GRAVEDIGGERS at Pleasington Cemetery were amazed to find someone had got there first - around 3,000 years ago!
Grant Higson stopped work immediately his digger uncovered pottery fragments which turned out to be part of a Bronze Age burial urn.
Blackburn Museum staff and Lancaster Archaeological Unit have managed to retrieve the shattered pieces of the urn, together with remains of several cremations.
The find will now be carefully dried out and preserved before going on show.
Museum keeper Maggy Simms praised Mr Higson for stopping work immediately, ensuring much of the 12 inch high urn could be recovered. "The urn shattered many years ago underground, but we have a bag of pieces and another bag containing the ashes of what we believe to be several cremations.
"When the experts get to work on these we should be able to tell how many people were cremated and also from pollen samples, what type of crops were growing.
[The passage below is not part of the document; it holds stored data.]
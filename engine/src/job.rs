//! Execution context: one program's lifecycle from source to cleanup.
//!
//! ```text
//! New ──prepare ok──▶ Prepared ──purge──▶ Purged
//!  │                   ▲     │
//!  │                   └─run─┘
//!  └──prepare err──▶ Error
//! ```
//!
//! A job owns a private working directory exclusively. Dropping a job purges
//! it, so artifacts never outlive the job on any exit path.

use std::fmt;
use std::fs;
use std::path::{Path, PathBuf};

use serde::Serialize;
use tempfile::TempDir;
use tracing::{debug, info, instrument, warn};

use crate::core::types::{ProcessResult, ResourceLimits};
use crate::error::{EngineError, EngineResult};
use crate::io::process::DEFAULT_OUTPUT_LIMIT_BYTES;
use crate::io::watchdog::WatchdogConfig;
use crate::lang::{Artifact, LanguageRegistry, Strategy, StrategyEnv, strategy_for};

#[derive(Debug, Clone, Copy, PartialEq, Eq, Serialize)]
#[serde(rename_all = "lowercase")]
pub enum JobState {
    New,
    Prepared,
    Error,
    Purged,
}

impl fmt::Display for JobState {
    fn fmt(&self, f: &mut fmt::Formatter<'_>) -> fmt::Result {
        let name = match self {
            JobState::New => "new",
            JobState::Prepared => "prepared",
            JobState::Error => "error",
            JobState::Purged => "purged",
        };
        f.write_str(name)
    }
}

/// Engine-wide settings every job inherits.
#[derive(Debug, Clone)]
pub struct ExecutionSettings {
    /// Parent of every job's private working directory.
    pub workspace_root: PathBuf,
    pub build_limits: ResourceLimits,
    pub output_limit_bytes: usize,
    pub watchdog: WatchdogConfig,
}

impl ExecutionSettings {
    pub fn new(workspace_root: PathBuf, build_limits: ResourceLimits) -> Self {
        Self {
            workspace_root,
            build_limits,
            output_limit_bytes: DEFAULT_OUTPUT_LIMIT_BYTES,
            watchdog: WatchdogConfig::default(),
        }
    }
}

pub struct Job {
    label: String,
    language: String,
    source: String,
    limits: ResourceLimits,
    settings: ExecutionSettings,
    state: JobState,
    workdir: Option<TempDir>,
    strategy: Option<Box<dyn Strategy>>,
    failure: Option<String>,
}

impl fmt::Debug for Job {
    fn fmt(&self, f: &mut fmt::Formatter<'_>) -> fmt::Result {
        f.debug_struct("Job")
            .field("label", &self.label)
            .field("language", &self.language)
            .field("state", &self.state)
            .field("workdir", &self.workdir())
            .finish_non_exhaustive()
    }
}

impl Job {
    /// `label` prefixes the working directory name, e.g. `reference` or a submission id.
    pub fn new(
        label: impl Into<String>,
        language: impl Into<String>,
        source: impl Into<String>,
        limits: ResourceLimits,
        settings: ExecutionSettings,
    ) -> Self {
        Self {
            label: label.into(),
            language: language.into(),
            source: source.into(),
            limits,
            settings,
            state: JobState::New,
            workdir: None,
            strategy: None,
            failure: None,
        }
    }

    pub fn label(&self) -> &str {
        &self.label
    }

    pub fn state(&self) -> JobState {
        self.state
    }

    pub fn limits(&self) -> ResourceLimits {
        self.limits
    }

    /// Message of the failure that moved the job to `Error`.
    pub fn failure(&self) -> Option<&str> {
        self.failure.as_deref()
    }

    pub fn workdir(&self) -> Option<&Path> {
        self.workdir.as_ref().map(TempDir::path)
    }

    pub fn artifact(&self) -> Option<&Artifact> {
        self.strategy.as_ref().and_then(|s| s.artifact())
    }

    /// `New → Prepared`, or `New → Error` with the failure retained.
    #[instrument(skip_all, fields(job = %self.label, language = %self.language))]
    pub fn prepare(&mut self, registry: &LanguageRegistry) -> EngineResult<&Artifact> {
        if self.state != JobState::New {
            return Err(EngineError::NotReady {
                state: self.state.to_string(),
            });
        }
        match self.try_prepare(registry) {
            Ok(()) => {
                self.state = JobState::Prepared;
                info!(workdir = ?self.workdir(), "job prepared");
                self.artifact().ok_or(EngineError::NotReady {
                    state: "prepared without artifact".to_string(),
                })
            }
            Err(err) => {
                warn!(err = %err, "job preparation failed");
                self.failure = Some(err.to_string());
                if let Err(cleanup) = self.release() {
                    warn!(err = %cleanup, "cleanup after failed preparation failed");
                }
                self.state = JobState::Error;
                Err(err)
            }
        }
    }

    fn try_prepare(&mut self, registry: &LanguageRegistry) -> EngineResult<()> {
        let descriptor = registry.lookup(&self.language)?;

        let root = &self.settings.workspace_root;
        fs::create_dir_all(root)
            .map_err(|e| EngineError::io(format!("create {}", root.display()), e))?;
        let workdir = tempfile::Builder::new()
            .prefix(&format!("{}-", sanitize_label(&self.label)))
            .tempdir_in(root)
            .map_err(|e| EngineError::io(format!("create workdir in {}", root.display()), e))?;

        let env = StrategyEnv {
            workdir: workdir.path().to_path_buf(),
            limits: self.limits,
            build_limits: self.settings.build_limits,
            output_limit_bytes: self.settings.output_limit_bytes,
            watchdog: self.settings.watchdog.clone(),
        };
        self.workdir = Some(workdir);
        let strategy = self.strategy.insert(strategy_for(descriptor, env));
        strategy.prepare(&self.source)?;
        Ok(())
    }

    /// Run the prepared artifact. The state does not change.
    pub fn run(&self, stdin: &str) -> EngineResult<ProcessResult> {
        match (&self.state, &self.strategy) {
            (JobState::Prepared, Some(strategy)) => strategy.run(stdin),
            _ => Err(EngineError::NotReady {
                state: self.state.to_string(),
            }),
        }
    }

    /// `Prepared → Purged`. A no-op in every other state.
    pub fn purge(&mut self) -> EngineResult<()> {
        if self.state != JobState::Prepared {
            return Ok(());
        }
        self.state = JobState::Purged;
        let result = self.release();
        debug!(job = %self.label, ok = result.is_ok(), "job purged");
        result
    }

    /// Remove strategy artifacts and the working directory, even if the
    /// former fails.
    fn release(&mut self) -> EngineResult<()> {
        let artifacts = match self.strategy.as_mut() {
            Some(strategy) => strategy.purge(),
            None => Ok(()),
        };
        self.strategy = None;
        let dir = match self.workdir.take() {
            Some(dir) => {
                let path = dir.path().to_path_buf();
                dir.close().map_err(|e| {
                    warn!(path = %path.display(), err = %e, "failed to remove workdir");
                    EngineError::io(format!("remove {}", path.display()), e)
                })
            }
            None => Ok(()),
        };
        artifacts.and(dir)
    }
}

impl Drop for Job {
    fn drop(&mut self) {
        if let Err(err) = self.purge() {
            warn!(job = %self.label, err = %err, "purge on drop failed");
        }
    }
}

fn sanitize_label(label: &str) -> String {
    let cleaned: String = label
        .chars()
        .map(|c| if c.is_ascii_alphanumeric() || c == '-' || c == '_' { c } else { '_' })
        .collect();
    if cleaned.is_empty() {
        "job".to_string()
    } else {
        cleaned
    }
}

#[cfg(test)]
mod tests {
    use super::*;
    use crate::core::types::RunStatus;
    use crate::test_support::{sh_registry, test_settings};

    fn limits() -> ResourceLimits {
        ResourceLimits::from_millis_and_mb(5_000, 256).expect("limits")
    }

    #[test]
    fn run_before_prepare_is_not_ready() {
        let temp = tempfile::tempdir().expect("tempdir");
        let job = Job::new("ref", "sh", "echo hi", limits(), test_settings(temp.path()));
        let err = job.run("").expect_err("not ready");
        assert!(matches!(err, EngineError::NotReady { ref state } if state == "new"));
    }

    #[test]
    fn prepared_job_runs_repeatedly() {
        let temp = tempfile::tempdir().expect("tempdir");
        let mut job = Job::new(
            "ref",
            "sh",
            "read n\necho $((n + 1))\n",
            limits(),
            test_settings(temp.path()),
        );
        job.prepare(&sh_registry()).expect("prepare");
        assert_eq!(job.state(), JobState::Prepared);
        for n in 1..=3 {
            let result = job.run(&format!("{n}\n")).expect("run");
            assert_eq!(result.status, RunStatus::Success);
            assert_eq!(result.stdout.trim(), (n + 1).to_string());
        }
        assert_eq!(job.state(), JobState::Prepared);
    }

    #[test]
    fn purge_is_idempotent_and_removes_workdir() {
        let temp = tempfile::tempdir().expect("tempdir");
        let mut job = Job::new("cand", "sh", "echo 1", limits(), test_settings(temp.path()));
        job.prepare(&sh_registry()).expect("prepare");
        let workdir = job.workdir().expect("workdir").to_path_buf();
        assert!(workdir.is_dir());

        job.purge().expect("purge");
        assert_eq!(job.state(), JobState::Purged);
        assert!(!workdir.exists());
        job.purge().expect("second purge");
        assert_eq!(job.state(), JobState::Purged);
        assert!(matches!(job.run(""), Err(EngineError::NotReady { .. })));
    }

    #[test]
    fn purge_on_new_job_is_a_noop() {
        let temp = tempfile::tempdir().expect("tempdir");
        let mut job = Job::new("cand", "sh", "", limits(), test_settings(temp.path()));
        job.purge().expect("purge");
        assert_eq!(job.state(), JobState::New);
    }

    #[test]
    fn unsupported_language_leaves_nothing_on_disk() {
        let temp = tempfile::tempdir().expect("tempdir");
        let root = temp.path().join("work");
        let mut job = Job::new("cand", "cobol", "DISPLAY 1.", limits(), test_settings(&root));
        let err = job.prepare(&sh_registry()).expect_err("unsupported");
        assert!(matches!(err, EngineError::UnsupportedLanguage(_)));
        assert_eq!(job.state(), JobState::Error);
        assert_eq!(job.failure(), Some("unsupported language: cobol"));
        assert!(!root.exists());
    }

    #[test]
    fn error_state_is_terminal() {
        let temp = tempfile::tempdir().expect("tempdir");
        let mut job = Job::new("cand", "cobol", "", limits(), test_settings(temp.path()));
        job.prepare(&sh_registry()).expect_err("unsupported");
        assert!(matches!(
            job.prepare(&sh_registry()),
            Err(EngineError::NotReady { ref state }) if state == "error"
        ));
        job.purge().expect("purge");
        assert_eq!(job.state(), JobState::Error);
    }

    #[test]
    fn failed_build_cleans_its_workdir() {
        let temp = tempfile::tempdir().expect("tempdir");
        let root = temp.path().join("work");
        let mut job = Job::new("cand", "broken-native", "x", limits(), test_settings(&root));
        let err = job.prepare(&sh_registry()).expect_err("build fails");
        assert!(matches!(err, EngineError::Build { .. }));
        assert_eq!(job.state(), JobState::Error);
        let leftovers = fs::read_dir(&root).expect("read root").count();
        assert_eq!(leftovers, 0);
    }

    #[test]
    fn drop_purges_prepared_job() {
        let temp = tempfile::tempdir().expect("tempdir");
        let workdir = {
            let mut job = Job::new("ref", "sh", "echo 1", limits(), test_settings(temp.path()));
            job.prepare(&sh_registry()).expect("prepare");
            job.workdir().expect("workdir").to_path_buf()
        };
        assert!(!workdir.exists());
    }

    #[test]
    fn sibling_jobs_get_distinct_workdirs() {
        let temp = tempfile::tempdir().expect("tempdir");
        let mut a = Job::new("same", "sh", "echo a", limits(), test_settings(temp.path()));
        let mut b = Job::new("same", "sh", "echo b", limits(), test_settings(temp.path()));
        a.prepare(&sh_registry()).expect("prepare a");
        b.prepare(&sh_registry()).expect("prepare b");
        assert_ne!(a.workdir(), b.workdir());
        assert_eq!(a.run("").expect("a").stdout, "a\n");
        assert_eq!(b.run("").expect("b").stdout, "b\n");
    }

    #[test]
    fn labels_are_sanitized_for_paths() {
        assert_eq!(sanitize_label("123/../x y"), "123____x_y");
        assert_eq!(sanitize_label(""), "job");
    }
}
"Some of the remains are stained green, probably from something like a dagger or brooch which has disintegrated over the years,"
The last such finds in the borough were in the last century in Revidge, Blackburn, and the Whitehall area of Darwen. In both cases they were found under burial mounds, while the Pleasington area was flat.
"We still don't know enough about this area, and this find proves Blackburn should take itself seriously from an archaeological point of view," added Maggy.